|  anyone use an alum alloy cog? | DougSloan Jan 13, 2004 2:38 PM | | I see you can get an aluminum alloy cog made by EAI from Business Cycles ( http://www.businesscycles.com/trcomp.htm#cogs ). Anyone use one? How would this hold up with a 1/8" chain?
Doug |
|  why would you pay extra for an alu alloy cog, being that | gspot Jan 13, 2004 3:03 PM | | alu wears out much faster? to save a few grams? ha. I laugh at that, on a fixie.

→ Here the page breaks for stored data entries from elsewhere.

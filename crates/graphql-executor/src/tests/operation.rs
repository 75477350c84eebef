use pretty_assertions::assert_eq;
use serde_json::json;

use super::{execute_request, run, star_wars};
use crate::{ErrorCode, ExecutorConfig, FieldDefinition, ObjectType, Request, Schema};

#[tokio::test]
async fn single_anonymous_operation_is_selected() {
    let response = run("{ hero { name } }").await;
    assert_eq!(response, json!({ "data": { "hero": { "name": "R2-D2" } } }));
}

#[tokio::test]
async fn single_named_operation_needs_no_name() {
    let response = run("query HeroName { hero { name } }").await;
    assert_eq!(response, json!({ "data": { "hero": { "name": "R2-D2" } } }));
}

#[tokio::test]
async fn multiple_operations_require_a_name() {
    let response = run("query Numbers { numbers } query Hero { hero { name } }").await;
    insta::assert_json_snapshot!(response, @r###"
    {
      "errors": [
        {
          "message": "Must provide operation name if query contains multiple operations.",
          "extensions": {
            "code": "OPERATION_VALIDATION_ERROR"
          }
        }
      ]
    }
    "###);
}

#[tokio::test]
async fn operation_name_selects_among_many() {
    let request = Request::parse("query Numbers { numbers } query Hero { hero { name } }")
        .unwrap()
        .with_operation_name("Hero");
    let response = execute_request(&star_wars(), &ExecutorConfig::default(), request).await;
    assert_eq!(response, json!({ "data": { "hero": { "name": "R2-D2" } } }));
}

#[tokio::test]
async fn unknown_operation_name() {
    let request = Request::parse("query Numbers { numbers } query Hero { hero { name } }")
        .unwrap()
        .with_operation_name("Villain");
    let response = execute_request(&star_wars(), &ExecutorConfig::default(), request).await;
    assert_eq!(response["errors"][0]["message"], "Unknown operation named 'Villain'.");
    assert_eq!(response.get("data"), None);

    // An anonymous operation has no name to match.
    let request = Request::parse("{ numbers }").unwrap().with_operation_name("Numbers");
    let response = execute_request(&star_wars(), &ExecutorConfig::default(), request).await;
    assert_eq!(response["errors"][0]["message"], "Unknown operation named 'Numbers'.");
}

#[tokio::test]
async fn only_queries_are_executed() {
    let response = run("mutation { numbers }").await;
    insta::assert_json_snapshot!(response, @r###"
    {
      "errors": [
        {
          "message": "Can only execute queries, found a mutation operation.",
          "locations": [
            {
              "line": 1,
              "column": 1
            }
          ],
          "extensions": {
            "code": "OPERATION_VALIDATION_ERROR"
          }
        }
      ]
    }
    "###);
}

#[tokio::test]
async fn request_errors_are_returned_as_errors() {
    let request = Request::parse("subscription { numbers }").unwrap();
    let err = crate::execute(&star_wars(), request).await.unwrap_err();
    assert!(err.is_fatal());
    assert_eq!(err.code(), ErrorCode::OperationValidationError);
}

#[tokio::test]
async fn root_fields_read_the_root_value() {
    let schema = Schema::build("Query")
        .register(ObjectType::new("Query").field(FieldDefinition::new("greeting", "String")))
        .finish()
        .unwrap();
    let request = Request::parse("{ greeting }")
        .unwrap()
        .with_root_value(json!({ "greeting": "Hello there" }));

    let response = execute_request(&schema, &ExecutorConfig::default(), request).await;
    assert_eq!(response, json!({ "data": { "greeting": "Hello there" } }));
}

#[tokio::test]
async fn operation_name_is_exposed() {
    let request = Request::parse("query Hero { hero { name } }").unwrap();
    assert_eq!(request.operation_name(), None);
    let request = request.with_operation_name("Hero");
    assert_eq!(request.operation_name(), Some("Hero"));
}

Is it worth it? really? in the end? |
|  racin nm | DougSloan Jan 13, 2004 3:14 PM | | |
|  racin nm | rcmann Jan 13, 2004 3:42 PM | | They'd certainly wear better than alloy 3/32" cogs, but it still seems a bit of a stretch that you'd really gain anything by losing a few grams of non-rotating weight (ok, it rotates, but you know what I mean...) and it would wear much faster than steel. I'm sure a lot of the sponsored guys use them, much as the sponsored pro road teams use Al/Ti cassettes, but they usually don't pay for them. The good news is if you raced with your wallet it would be lighter if you bought the cog! |
|  Check this out.. | joe friday Jan 13, 2004 4:27 PM | | all these parts were put on new and have prolly 400 miles
on 'em-- of the three, the alloy cog (zeus 19t) shows the least wear. it's got a grey rough texture, so maybe it's hard annodized? Anyway, i've read great things about the EAI
cogs, but because of minute chainline differences, i'm going to use a steel Dura-Ace cog for a bump up in gearing.